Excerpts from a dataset
● ● ● ● ● ● ●

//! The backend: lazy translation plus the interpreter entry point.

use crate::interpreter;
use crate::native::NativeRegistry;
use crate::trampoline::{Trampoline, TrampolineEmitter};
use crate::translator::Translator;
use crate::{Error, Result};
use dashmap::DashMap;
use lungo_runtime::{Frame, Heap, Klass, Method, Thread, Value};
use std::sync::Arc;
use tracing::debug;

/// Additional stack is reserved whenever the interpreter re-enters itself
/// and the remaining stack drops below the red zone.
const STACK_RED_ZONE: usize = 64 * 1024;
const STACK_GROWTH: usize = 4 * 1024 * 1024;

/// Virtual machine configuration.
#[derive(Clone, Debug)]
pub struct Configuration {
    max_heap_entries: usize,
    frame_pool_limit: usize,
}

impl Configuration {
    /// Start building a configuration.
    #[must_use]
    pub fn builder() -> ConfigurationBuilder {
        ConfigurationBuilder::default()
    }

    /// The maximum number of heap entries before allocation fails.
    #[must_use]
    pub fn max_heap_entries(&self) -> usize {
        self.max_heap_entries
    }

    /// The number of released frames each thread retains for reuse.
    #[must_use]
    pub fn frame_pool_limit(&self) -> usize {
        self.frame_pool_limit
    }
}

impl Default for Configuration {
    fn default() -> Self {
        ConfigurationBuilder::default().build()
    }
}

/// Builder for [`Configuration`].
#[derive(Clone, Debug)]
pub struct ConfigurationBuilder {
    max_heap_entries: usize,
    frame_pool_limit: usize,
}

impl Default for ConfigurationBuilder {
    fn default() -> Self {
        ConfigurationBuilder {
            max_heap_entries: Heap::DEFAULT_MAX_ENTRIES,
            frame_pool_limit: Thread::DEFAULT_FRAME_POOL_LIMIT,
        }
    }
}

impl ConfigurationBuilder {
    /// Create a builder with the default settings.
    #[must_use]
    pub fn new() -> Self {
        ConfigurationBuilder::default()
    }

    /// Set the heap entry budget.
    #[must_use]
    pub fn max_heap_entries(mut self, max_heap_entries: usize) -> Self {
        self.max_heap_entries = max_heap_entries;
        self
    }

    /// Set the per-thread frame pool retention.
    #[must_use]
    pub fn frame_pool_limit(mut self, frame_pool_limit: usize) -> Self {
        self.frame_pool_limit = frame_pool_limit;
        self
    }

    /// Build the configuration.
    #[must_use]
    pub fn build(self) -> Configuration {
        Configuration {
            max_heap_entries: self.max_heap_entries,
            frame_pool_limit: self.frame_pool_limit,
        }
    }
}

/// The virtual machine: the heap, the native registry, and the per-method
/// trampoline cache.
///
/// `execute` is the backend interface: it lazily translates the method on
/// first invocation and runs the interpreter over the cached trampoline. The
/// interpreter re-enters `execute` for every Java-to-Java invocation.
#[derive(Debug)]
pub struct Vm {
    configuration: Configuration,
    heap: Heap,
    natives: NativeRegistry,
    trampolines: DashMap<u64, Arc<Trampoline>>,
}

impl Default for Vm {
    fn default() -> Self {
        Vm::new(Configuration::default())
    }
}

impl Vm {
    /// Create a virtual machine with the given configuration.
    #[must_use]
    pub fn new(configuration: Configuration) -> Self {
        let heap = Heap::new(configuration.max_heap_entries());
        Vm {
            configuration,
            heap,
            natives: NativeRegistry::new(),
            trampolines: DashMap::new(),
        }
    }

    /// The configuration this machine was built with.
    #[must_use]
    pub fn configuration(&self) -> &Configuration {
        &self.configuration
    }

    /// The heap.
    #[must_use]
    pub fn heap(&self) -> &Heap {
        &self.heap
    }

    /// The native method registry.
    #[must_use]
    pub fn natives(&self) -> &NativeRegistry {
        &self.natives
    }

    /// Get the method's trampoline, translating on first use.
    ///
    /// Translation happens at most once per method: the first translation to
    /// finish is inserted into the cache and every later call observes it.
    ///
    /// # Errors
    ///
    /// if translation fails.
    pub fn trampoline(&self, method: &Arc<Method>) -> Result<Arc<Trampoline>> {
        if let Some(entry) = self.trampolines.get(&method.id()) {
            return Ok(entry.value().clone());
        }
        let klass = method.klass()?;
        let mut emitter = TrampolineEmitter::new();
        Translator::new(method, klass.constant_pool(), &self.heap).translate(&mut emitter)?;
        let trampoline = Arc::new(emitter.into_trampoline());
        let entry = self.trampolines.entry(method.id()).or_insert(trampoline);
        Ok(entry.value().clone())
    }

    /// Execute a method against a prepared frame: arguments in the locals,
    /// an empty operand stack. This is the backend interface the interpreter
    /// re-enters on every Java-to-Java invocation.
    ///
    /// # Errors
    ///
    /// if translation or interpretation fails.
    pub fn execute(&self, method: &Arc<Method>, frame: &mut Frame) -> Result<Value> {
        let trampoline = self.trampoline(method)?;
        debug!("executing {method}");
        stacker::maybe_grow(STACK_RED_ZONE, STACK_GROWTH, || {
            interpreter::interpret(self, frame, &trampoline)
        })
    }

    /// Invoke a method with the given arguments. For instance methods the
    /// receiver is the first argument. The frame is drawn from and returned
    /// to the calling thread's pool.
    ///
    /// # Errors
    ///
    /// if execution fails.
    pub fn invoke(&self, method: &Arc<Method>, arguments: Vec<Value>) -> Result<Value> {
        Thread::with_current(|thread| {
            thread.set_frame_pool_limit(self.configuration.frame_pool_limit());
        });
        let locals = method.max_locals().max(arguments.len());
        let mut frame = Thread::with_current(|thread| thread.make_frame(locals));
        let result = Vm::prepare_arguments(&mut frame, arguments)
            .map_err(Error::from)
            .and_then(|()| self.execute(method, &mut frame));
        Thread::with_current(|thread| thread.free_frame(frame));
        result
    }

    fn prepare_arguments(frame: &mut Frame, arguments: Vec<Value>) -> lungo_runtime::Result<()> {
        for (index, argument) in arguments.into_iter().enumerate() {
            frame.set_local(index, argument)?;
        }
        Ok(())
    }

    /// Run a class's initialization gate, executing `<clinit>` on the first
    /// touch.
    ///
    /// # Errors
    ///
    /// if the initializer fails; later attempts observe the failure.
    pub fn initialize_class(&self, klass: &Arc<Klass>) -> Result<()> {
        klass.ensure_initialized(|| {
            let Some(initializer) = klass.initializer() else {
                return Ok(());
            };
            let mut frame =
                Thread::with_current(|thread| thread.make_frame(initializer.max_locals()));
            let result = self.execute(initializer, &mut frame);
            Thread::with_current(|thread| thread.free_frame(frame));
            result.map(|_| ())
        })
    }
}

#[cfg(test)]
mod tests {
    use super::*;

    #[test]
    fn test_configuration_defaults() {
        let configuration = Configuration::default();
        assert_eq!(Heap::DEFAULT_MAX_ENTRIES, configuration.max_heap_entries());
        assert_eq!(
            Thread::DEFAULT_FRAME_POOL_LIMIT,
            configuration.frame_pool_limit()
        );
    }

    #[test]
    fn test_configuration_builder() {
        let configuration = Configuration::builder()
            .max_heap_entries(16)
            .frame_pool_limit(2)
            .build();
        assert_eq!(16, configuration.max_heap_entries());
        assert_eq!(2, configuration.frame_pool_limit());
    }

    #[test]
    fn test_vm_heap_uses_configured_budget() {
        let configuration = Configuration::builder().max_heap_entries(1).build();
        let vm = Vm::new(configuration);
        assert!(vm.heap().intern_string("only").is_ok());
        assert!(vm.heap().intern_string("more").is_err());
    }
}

● ● ● ● ● ● ●

WORK TO COMPLETE :: All the entries above should come back exactly as they are written.

ANSWER FOR THE TASK ::
//! The backend: lazy translation plus the interpreter entry point.

use crate::interpreter;
use crate::native::NativeRegistry;
use crate::trampoline::{Trampoline, TrampolineEmitter};
use crate::translator::Translator;
use crate::{Error, Result};
use dashmap::DashMap;
use lungo_runtime::{Frame, Heap, Klass, Method, Thread, Value};
use std::sync::Arc;
use tracing::debug;

/// Additional stack is reserved whenever the interpreter re-enters itself
/// and the remaining stack drops below the red zone.
const STACK_RED_ZONE: usize = 64 * 1024;
const STACK_GROWTH: usize = 4 * 1024 * 1024;

/// Virtual machine configuration.
#[derive(Clone, Debug)]
pub struct Configuration {
    max_heap_entries: usize,
    frame_pool_limit: usize,
}

impl Configuration {
    /// Start building a configuration.
    #[must_use]
    pub fn builder() -> ConfigurationBuilder {
        ConfigurationBuilder::default()
    }

    /// The maximum number of heap entries before allocation fails.
    #[must_use]
    pub fn max_heap_entries(&self) -> usize {
        self.max_heap_entries
    }

    /// The number of released frames each thread retains for reuse.
    #[must_use]
    pub fn frame_pool_limit(&self) -> usize {
        self.frame_pool_limit
    }
}

impl Default for Configuration {
    fn default() -> Self {
        ConfigurationBuilder::default().build()
    }
}

/// Builder for [`Configuration`].
#[derive(Clone, Debug)]
pub struct ConfigurationBuilder {
    max_heap_entries: usize,
    frame_pool_limit: usize,
}

impl Default for ConfigurationBuilder {
    fn default() -> Self {
        ConfigurationBuilder {
            max_heap_entries: Heap::DEFAULT_MAX_ENTRIES,
            frame_pool_limit: Thread::DEFAULT_FRAME_POOL_LIMIT,
        }
    }
}

impl ConfigurationBuilder {
    /// Create a builder with the default settings.
    #[must_use]
    pub fn new() -> Self {
        ConfigurationBuilder::default()
    }

    /// Set the heap entry budget.
    #[must_use]
    pub fn max_heap_entries(mut self, max_heap_entries: usize) -> Self {
        self.max_heap_entries = max_heap_entries;
        self
    }

    /// Set the per-thread frame pool retention.
    #[must_use]
    pub fn frame_pool_limit(mut self, frame_pool_limit: usize) -> Self {
        self.frame_pool_limit = frame_pool_limit;
        self
    }

    /// Build the configuration.
    #[must_use]
    pub fn build(self) -> Configuration {
        Configuration {
            max_heap_entries: self.max_heap_entries,
            frame_pool_limit: self.frame_pool_limit,
        }
    }
}

/// The virtual machine: the heap, the native registry, and the per-method
/// trampoline cache.
///
/// `execute` is the backend interface: it lazily translates the method on
/// first invocation and runs the interpreter over the cached trampoline. The
/// interpreter re-enters `execute` for every Java-to-Java invocation.
#[derive(Debug)]
pub struct Vm {
    configuration: Configuration,
    heap: Heap,
    natives: NativeRegistry,
    trampolines: DashMap<u64, Arc<Trampoline>>,
}

impl Default for Vm {
    fn default() -> Self {
        Vm::new(Configuration::default())
    }
}

impl Vm {
    /// Create a virtual machine with the given configuration.
    #[must_use]
    pub fn new(configuration: Configuration) -> Self {
        let heap = Heap::new(configuration.max_heap_entries());
        Vm {
            configuration,
            heap,
            natives: NativeRegistry::new(),
            trampolines: DashMap::new(),
        }
    }

    /// The configuration this machine was built with.
    #[must_use]
    pub fn configuration(&self) -> &Configuration {
        &self.configuration
    }

    /// The heap.
    #[must_use]
    pub fn heap(&self) -> &Heap {
        &self.heap
    }

    /// The native method registry.
    #[must_use]
    pub fn natives(&self) -> &NativeRegistry {
        &self.natives
    }

    /// Get the method's trampoline, translating on first use.
    ///
    /// Translation happens at most once per method: the first translation to
    /// finish is inserted into the cache and every later call observes it.
    ///
    /// # Errors
    ///
    /// if translation fails.
    pub fn trampoline(&self, method: &Arc<Method>) -> Result<Arc<Trampoline>> {
        if let Some(entry) = self.trampolines.get(&method.id()) {
            return Ok(entry.value().clone());
        }
        let klass = method.klass()?;
        let mut emitter = TrampolineEmitter::new();
        Translator::new(method, klass.constant_pool(), &self.heap).translate(&mut emitter)?;
        let trampoline = Arc::new(emitter.into_trampoline());
        let entry = self.trampolines.entry(method.id()).or_insert(trampoline);
        Ok(entry.value().clone())
    }

    /// Execute a method against a prepared frame: arguments in the locals,
    /// an empty operand stack. This is the backend interface the interpreter
    /// re-enters on every Java-to-Java invocation.
    ///
    /// # Errors
    ///
    /// if translation or interpretation fails.
    pub fn execute(&self, method: &Arc<Method>, frame: &mut Frame) -> Result<Value> {
        let trampoline = self.trampoline(method)?;
        debug!("executing {method}");
        stacker::maybe_grow(STACK_RED_ZONE, STACK_GROWTH, || {
            interpreter::interpret(self, frame, &trampoline)
        })
    }

    /// Invoke a method with the given arguments. For instance methods the
    /// receiver is the first argument. The frame is drawn from and returned
    /// to the calling thread's pool.
    ///
    /// # Errors
    ///
    /// if execution fails.
    pub fn invoke(&self, method: &Arc<Method>, arguments: Vec<Value>) -> Result<Value> {
        Thread::with_current(|thread| {
            thread.set_frame_pool_limit(self.configuration.frame_pool_limit());
        });
        let locals = method.max_locals().max(arguments.len());
        let mut frame = Thread::with_current(|thread| thread.make_frame(locals));
        let result = Vm::prepare_arguments(&mut frame, arguments)
            .map_err(Error::from)
            .and_then(|()| self.execute(method, &mut frame));
        Thread::with_current(|thread| thread.free_frame(frame));
        result
    }

    fn prepare_arguments(frame: &mut Frame, arguments: Vec<Value>) -> lungo_runtime::Result<()> {
        for (index, argument) in arguments.into_iter().enumerate() {
            frame.set_local(index, argument)?;
        }
        Ok(())
    }

    /// Run a class's initialization gate, executing `<clinit>` on the first
    /// touch.
    ///
    /// # Errors
    ///
    /// if the initializer fails; later attempts observe the failure.
    pub fn initialize_class(&self, klass: &Arc<Klass>) -> Result<()> {
        klass.ensure_initialized(|| {
            let Some(initializer) = klass.initializer() else {
                return Ok(());
            };
            let mut frame =
                Thread::with_current(|thread| thread.make_frame(initializer.max_locals()));
            let result = self.execute(initializer, &mut frame);
            Thread::with_current(|thread| thread.free_frame(frame));
            result.map(|_| ())
        })
    }
}

#[cfg(test)]
mod tests {
    use super::*;

    #[test]
    fn test_configuration_defaults() {
        let configuration = Configuration::default();
        assert_eq!(Heap::DEFAULT_MAX_ENTRIES, configuration.max_heap_entries());
        assert_eq!(
            Thread::DEFAULT_FRAME_POOL_LIMIT,
            configuration.frame_pool_limit()
        );
    }

    #[test]
    fn test_configuration_builder() {
        let configuration = Configuration::builder()
            .max_heap_entries(16)
            .frame_pool_limit(2)
            .build();
        assert_eq!(16, configuration.max_heap_entries());
        assert_eq!(2, configuration.frame_pool_limit());
    }

    #[test]
    fn test_vm_heap_uses_configured_budget() {
        let configuration = Configuration::builder().max_heap_entries(1).build();
        let vm = Vm::new(configuration);
        assert!(vm.heap().intern_string("only").is_ok());
        assert!(vm.heap().intern_string("more").is_err());
    }
}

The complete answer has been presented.